Madre mía, desde los caminos de la tierra que la Iglesia recorre para llevar a los hombres la salvación y la paz,
nosotros te contemplamos en la Gloria del Cielo. Te contemplamos glorificada en cuerpo y alma, al lado de
Cristo en su humanidad glorificada, y cerca de José, él también transfigurado en cuerpo y alma en la Gloria.
Jesús-José-María: la Trinidad de la tierra se ha recompuesto en la Gloria del Cielo, ante el Padre, el Hijo y el
Espíritu Santo.
Madre querida, este es el epílogo de la entera aventura humano-divina que hemos vivido juntos en la tierra.

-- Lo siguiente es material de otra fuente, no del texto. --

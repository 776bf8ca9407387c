use async_trait::async_trait;
use chrono::DateTime;
use chrono::Utc;
use sqlx::FromRow;
use sqlx::PgConnection;

use super::unit_of_work::PendingWrite;
use super::unit_of_work::PostgresUnitOfWork;
use crate::domain::errors::RepositoryError;
use crate::domain::order::models::GeoPoint;
use crate::domain::order::models::NewOrder;
use crate::domain::order::models::Order;
use crate::domain::order::models::OrderFilter;
use crate::domain::order::models::OrderId;
use crate::domain::order::models::OrderName;
use crate::domain::order::ports::OrderRepository;
use crate::domain::pagination::PageRequest;
use crate::domain::ports::Staged;

const COLUMNS: &str = "id, name, description, start_latitude, start_longitude, \
                       end_latitude, end_longitude, distance_km, duration_minutes, created_at";

#[derive(Debug, FromRow)]
struct OrderRow {
    id: i64,
    name: Option<String>,
    description: Option<String>,
    start_latitude: f64,
    start_longitude: f64,
    end_latitude: f64,
    end_longitude: f64,
    distance_km: Option<f64>,
    duration_minutes: Option<f64>,
    created_at: DateTime<Utc>,
}

impl TryFrom<OrderRow> for Order {
    type Error = RepositoryError;

    fn try_from(row: OrderRow) -> Result<Self, Self::Error> {
        let id = row.id;
        let invalid = |e: &dyn std::fmt::Display| {
            RepositoryError::InvalidRow(format!("orders.id = {id}: {e}"))
        };

        Ok(Order {
            id: OrderId(id),
            name: row
                .name
                .map(OrderName::new)
                .transpose()
                .map_err(|e| invalid(&e))?,
            description: row.description,
            start_point: GeoPoint::new(row.start_latitude, row.start_longitude)
                .map_err(|e| invalid(&e))?,
            end_point: GeoPoint::new(row.end_latitude, row.end_longitude)
                .map_err(|e| invalid(&e))?,
            distance_km: row.distance_km,
            duration_minutes: row.duration_minutes,
            created_at: row.created_at,
        })
    }
}

pub(crate) async fn insert(
    connection: &mut PgConnection,
    order: &NewOrder,
) -> Result<Order, RepositoryError> {
    let query = format!(
        "INSERT INTO orders (name, description, start_latitude, start_longitude, \
         end_latitude, end_longitude, distance_km, duration_minutes) \
         VALUES ($1, $2, $3, $4, $5, $6, $7, $8) RETURNING {COLUMNS}"
    );

    sqlx::query_as::<_, OrderRow>(&query)
        .bind(order.name.as_ref().map(OrderName::as_str))
        .bind(order.description.as_deref())
        .bind(order.start_point.latitude())
        .bind(order.start_point.longitude())
        .bind(order.end_point.latitude())
        .bind(order.end_point.longitude())
        .bind(order.distance_km)
        .bind(order.duration_minutes)
        .fetch_one(connection)
        .await?
        .try_into()
}

/// Order repository bound to one unit of work.
pub struct PostgresOrderRepository<'u> {
    unit_of_work: &'u mut PostgresUnitOfWork,
}

impl<'u> PostgresOrderRepository<'u> {
    pub fn new(unit_of_work: &'u mut PostgresUnitOfWork) -> Self {
        Self { unit_of_work }
    }
}

#[async_trait]
impl<'u> OrderRepository for PostgresOrderRepository<'u> {
    async fn get_by_id(&mut self, id: OrderId) -> Result<Option<Order>, RepositoryError> {
        let query = format!("SELECT {COLUMNS} FROM orders WHERE id = $1");

        sqlx::query_as::<_, OrderRow>(&query)
            .bind(id.0)
            .fetch_optional(self.unit_of_work.session().await?)
            .await?
            .map(Order::try_from)
            .transpose()
    }

    async fn get_all_paginated(
        &mut self,
        request: PageRequest,
    ) -> Result<(Vec<Order>, i64), RepositoryError> {
        let query = format!("SELECT {COLUMNS} FROM orders ORDER BY id LIMIT $1 OFFSET $2");
        let connection = self.unit_of_work.session().await?;

        let orders = sqlx::query_as::<_, OrderRow>(&query)
            .bind(request.limit())
            .bind(request.offset())
            .fetch_all(&mut *connection)
            .await?
            .into_iter()
            .map(Order::try_from)
            .collect::<Result<Vec<_>, _>>()?;

        let total: i64 = sqlx::query_scalar("SELECT COUNT(*) FROM orders")
            .fetch_one(&mut *connection)
            .await?;

        Ok((orders, total))
    }

    async fn create(
        &mut self,
        order: NewOrder,
        flush: bool,
    ) -> Result<Staged<Order>, RepositoryError> {
        if !flush {
            self.unit_of_work.stage(PendingWrite::Order(order));
            return Ok(Staged::Pending);
        }

        let connection = self.unit_of_work.session().await?;
        let order = insert(connection, &order).await?;
        tracing::debug!(order_id = %order.id, "Inserted order");

        Ok(Staged::Flushed(order))
    }

    async fn search(&mut self, filter: &OrderFilter) -> Result<Vec<Order>, RepositoryError> {
        // NULL bounds are open; NULL measures only match when both bounds are.
        let query = format!(
            "SELECT {COLUMNS} FROM orders \
             WHERE (($1::float8 IS NULL AND $2::float8 IS NULL) \
                    OR distance_km BETWEEN COALESCE($1, '-Infinity'::float8) \
                                       AND COALESCE($2, 'Infinity'::float8)) \
               AND (($3::float8 IS NULL AND $4::float8 IS NULL) \
                    OR duration_minutes BETWEEN COALESCE($3, '-Infinity'::float8) \
                                            AND COALESCE($4, 'Infinity'::float8)) \
             ORDER BY id"
        );

        sqlx::query_as::<_, OrderRow>(&query)
            .bind(filter.min_distance_km())
            .bind(filter.max_distance_km())
            .bind(filter.min_duration_minutes())
            .bind(filter.max_duration_minutes())
            .fetch_all(self.unit_of_work.session().await?)
            .await?
            .into_iter()
            .map(Order::try_from)
            .collect()
    }
}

Este será también el epílogo que cerrará la larga aventura de la Iglesia a través de los siglos. Ahora, en la
Gloria del Cielo, la Trinidad de la tierra ya no es el lugar del Dios ‘escondido’, donde la Trinidad del Cielo se
revelaba a la luz oscura de la fe, sino el lugar donde el Padre, el Hijo y el Espíritu Santo desvelan la hondura
de su intimidad y se comunican inefablemente a la luz de la Gloria.
Trinidad del Cielo y Trinidad de la tierra unidas en la Gloria, a la espera de los nuevos cielos y de la nueva
tierra, donde la Iglesia, concluido su camino en el tiempo, entrará para siempre, inefablemente partícipe de la
intimidad divina, en el Padre, en el Hijo y en el Espíritu Santo.

* El Diccionario de la Real Academia Española describe así el efod: «Vestidura de lino fino, corta y sin
mangas, que se ponían los sacerdotes israelitas sobre todas las otras y les cubría principalmente las espaldas».
Como segunda acepción añade: «Esta misma vestidura hecha de lino muy fino y muy bien torcido, y de oro,
jacinto, púrpura y carmesí, usada únicamente por el pontífice o sumo sacerdote». (N. del t.)